Indirect tax is one paid by a person who is not directly liable thereof, and who may therefore shift or pass on the
tax to another person or entity, which ultimately assumes the tax burden. In this case the impact of taxation is
with the taxable seller of goods or service while the incidence of taxation rests with the consumer. For example,
the excise and ad valorem taxes that oil companies pay to the Bureau of Internal Revenue upon removal of
petroleum products from its refinery can be shifted to its buyer, like the NPC, by adding them to the "cash"
and/or "selling price."

Addl info

NPC is exempted from indirect tax as per Presidential Decree No. 938 amended the tax exemption by
simplifying the same law in general terms. It succinctly exempts NPC from “all forms of taxes, duties, fees,
imposts, as well as costs and service fees including filing fees, appeal bonds, supersedeas bonds, in any court or
administrative proceedings.” The use of the phrase “all forms” of taxes demonstrate the intention of the law to
give NPC all the tax exemptions it has been enjoying before. The rationale for this exemption is that being non-
profit the NPC “shall devote all its returns from its capital investment as well as excess revenues from its
operation, for expansion. To enable the Corporation to pay the indebtedness and obligations and in
furtherance and effective implementation of the policy.

4. GARRISON v. CA

Facts:

Petitioners, John Garrison, Frank Robertson, Robert Cathey, James Robertson, Felicitas de Guzman and Edward
McGurk (PETITIONERS) are US Citizens who entered the country through the Philippine Immigration Act of 1940
and are employed in the US Naval Base in Olongapo City. They earn no Philippine source income and it is also
their intention to return to the US as soon as their employment has ended. The BIR sent notices to Petitioners
stating that they did not file their Income Tax Returns (ITR) for 1969. The BIR claimed that they were resident
aliens and required them to file their returns. Under then then Internal Revenue Code resident aliens may be
taxed regardless of whether the gross income was derived from Philippine sources. Petitioners refused stating
that they were not resident aliens but only special temporary visitors sinve they have the intention to return to
US. Hence, they were not required to file ITRs.

Issue:

Whether or not Petitioners can be considered resident aliens.

Ruling:

YES.

None of them may be considered a non-resident alien, "a mere transient or sojourner," who is not under
any legal duty to file an income tax return under the Philippine Tax Code. This is made clear by Revenue
Relations No. 2 of the Department of Finance of February 10, 1940, 9 which lays down the relevant standards on
the matter:” An alien actually present in the Philippines who is not a mere transient or sojourner is a resident of
the Philippines for purposes of income tax. Whether he is a transient or not is determined by his intentions with
regards to the length and nature of his stay. A mere floating intention indefinite as to time, to return to another
country is not sufficient to constitute him as transient. If he lives in the Philippines and has no definite intention as
to his stay, he is a resident. One who comes to the Philippines for a definite purpose which in its nature may be
promptly accomplished is a transient. But if his purpose is of such a nature that an extended stay may be
necessary to its accomplishment, and to that end the alien makes his home temporarily in the Philippines, he
becomes a resident, though it may be his intention at all times to return to his domicile abroad when the
purpose for which he came has been consummated or abandoned.”
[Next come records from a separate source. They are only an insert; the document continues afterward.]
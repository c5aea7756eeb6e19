//! 消息仓储的 PostgreSQL 实现
//!
//! 消息 ID 由 BIGSERIAL 分配，插入即是原子的单调分配点，
//! 并发发送的全序完全由它决定。

use async_trait::async_trait;
use chrono::{DateTime, Utc};
use sqlx::FromRow;

use domain::{
    Message, MessageId, MessageRepository, RepositoryResult, RoomId, Timestamp, UserId,
};

use crate::db::{map_sqlx_error, DbPool};

#[derive(Debug, FromRow)]
struct DbMessage {
    id: i64,
    room_id: i64,
    sender_id: i64,
    content: String,
    created_at: DateTime<Utc>,
}

impl From<DbMessage> for Message {
    fn from(row: DbMessage) -> Self {
        Message {
            id: MessageId::new(row.id),
            room_id: RoomId::new(row.room_id),
            sender_id: UserId::new(row.sender_id),
            content: row.content,
            created_at: row.created_at,
        }
    }
}

pub struct PgMessageRepository {
    pool: DbPool,
}

impl PgMessageRepository {
    pub fn new(pool: DbPool) -> Self {
        Self { pool }
    }
}

#[async_trait]
impl MessageRepository for PgMessageRepository {
    async fn create(
        &self,
        room_id: RoomId,
        sender_id: UserId,
        content: String,
        created_at: Timestamp,
    ) -> RepositoryResult<Message> {
        let row = sqlx::query_as::<_, DbMessage>(
            r#"
            INSERT INTO messages (room_id, sender_id, content, created_at)
            VALUES ($1, $2, $3, $4)
            RETURNING id, room_id, sender_id, content, created_at
            "#,
        )
        .bind(i64::from(room_id))
        .bind(i64::from(sender_id))
        .bind(&content)
        .bind(created_at)
        .fetch_one(&self.pool)
        .await
        .map_err(map_sqlx_error)?;

        Ok(row.into())
    }

    async fn find_by_id(&self, id: MessageId) -> RepositoryResult<Option<Message>> {
        let row = sqlx::query_as::<_, DbMessage>(
            "SELECT id, room_id, sender_id, content, created_at FROM messages WHERE id = $1",
        )
        .bind(i64::from(id))
        .fetch_optional(&self.pool)
        .await
        .map_err(map_sqlx_error)?;

        Ok(row.map(Message::from))
    }

    async fn list_by_room(
        &self,
        room_id: RoomId,
        before: Option<MessageId>,
        limit: u32,
    ) -> RepositoryResult<Vec<Message>> {
        let rows = sqlx::query_as::<_, DbMessage>(
            r#"
            SELECT id, room_id, sender_id, content, created_at
            FROM messages
            WHERE room_id = $1 AND ($2::BIGINT IS NULL OR id < $2)
            ORDER BY id DESC
            LIMIT $3
            "#,
        )
        .bind(i64::from(room_id))
        .bind(before.map(i64::from))
        .bind(limit as i64)
        .fetch_all(&self.pool)
        .await
        .map_err(map_sqlx_error)?;

        Ok(rows.into_iter().map(Message::from).collect())
    }
}
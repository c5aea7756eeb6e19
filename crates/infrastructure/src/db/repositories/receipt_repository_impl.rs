//! 消息回执仓储的 PostgreSQL 实现

use async_trait::async_trait;
use chrono::{DateTime, Utc};
use sqlx::FromRow;

use domain::{
    MessageId, MessageReceipt, ReceiptRepository, ReceiptUpdate, RepositoryResult, UserId,
};

use crate::db::{map_sqlx_error, DbPool};

#[derive(Debug, FromRow)]
struct DbReceipt {
    message_id: i64,
    user_id: i64,
    delivered_at: Option<DateTime<Utc>>,
    read_at: Option<DateTime<Utc>>,
}

impl From<DbReceipt> for MessageReceipt {
    fn from(row: DbReceipt) -> Self {
        MessageReceipt {
            message_id: MessageId::new(row.message_id),
            user_id: UserId::new(row.user_id),
            delivered_at: row.delivered_at,
            read_at: row.read_at,
        }
    }
}

pub struct PgReceiptRepository {
    pool: DbPool,
}

impl PgReceiptRepository {
    pub fn new(pool: DbPool) -> Self {
        Self { pool }
    }
}

#[async_trait]
impl ReceiptRepository for PgReceiptRepository {
    async fn upsert(
        &self,
        message_id: MessageId,
        user_id: UserId,
        update: ReceiptUpdate,
    ) -> RepositoryResult<MessageReceipt> {
        // COALESCE 保证补丁里未携带的字段保持原值
        let row = sqlx::query_as::<_, DbReceipt>(
            r#"
            INSERT INTO message_receipts (message_id, user_id, delivered_at, read_at)
            VALUES ($1, $2, $3, $4)
            ON CONFLICT (message_id, user_id) DO UPDATE SET
                delivered_at = COALESCE(EXCLUDED.delivered_at, message_receipts.delivered_at),
                read_at = COALESCE(EXCLUDED.read_at, message_receipts.read_at)
            RETURNING message_id, user_id, delivered_at, read_at
            "#,
        )
        .bind(i64::from(message_id))
        .bind(i64::from(user_id))
        .bind(update.delivered_at)
        .bind(update.read_at)
        .fetch_one(&self.pool)
        .await
        .map_err(map_sqlx_error)?;

        Ok(row.into())
    }

    async fn find(
        &self,
        message_id: MessageId,
        user_id: UserId,
    ) -> RepositoryResult<Option<MessageReceipt>> {
        let row = sqlx::query_as::<_, DbReceipt>(
            r#"
            SELECT message_id, user_id, delivered_at, read_at
            FROM message_receipts
            WHERE message_id = $1 AND user_id = $2
            "#,
        )
        .bind(i64::from(message_id))
        .bind(i64::from(user_id))
        .fetch_optional(&self.pool)
        .await
        .map_err(map_sqlx_error)?;

        Ok(row.map(MessageReceipt::from))
    }
}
What the law requires for an alien to be considered as a resident of the Philippines is merely physical or
bodily presence in a given place for a period of time, not the intention to make it a permanent place of abode.

5. Commissioner v. Visayan Electric Co., 23 SCRA 715

Facts:

Respondent company is engaged to operate and maintain an electric light, heat, and power system in the
City of Cebu, certain municipalities in the Province of Cebu, and other surrounding places.

It established a pension fund, known as the "Employees' Reserve for Pensions." Said fund is for the benefit of its
"present and future" employees, in the event of retirement, accident or disability. Every month thereafter an
amount has been set aside for this purpose. It is taken from the gross operating receipts of the company. This
reserve fund was later invested by the company in stocks of San Miguel Brewery, Inc., for which dividends have
been regularly received. But these dividends were not declared for tax purposes.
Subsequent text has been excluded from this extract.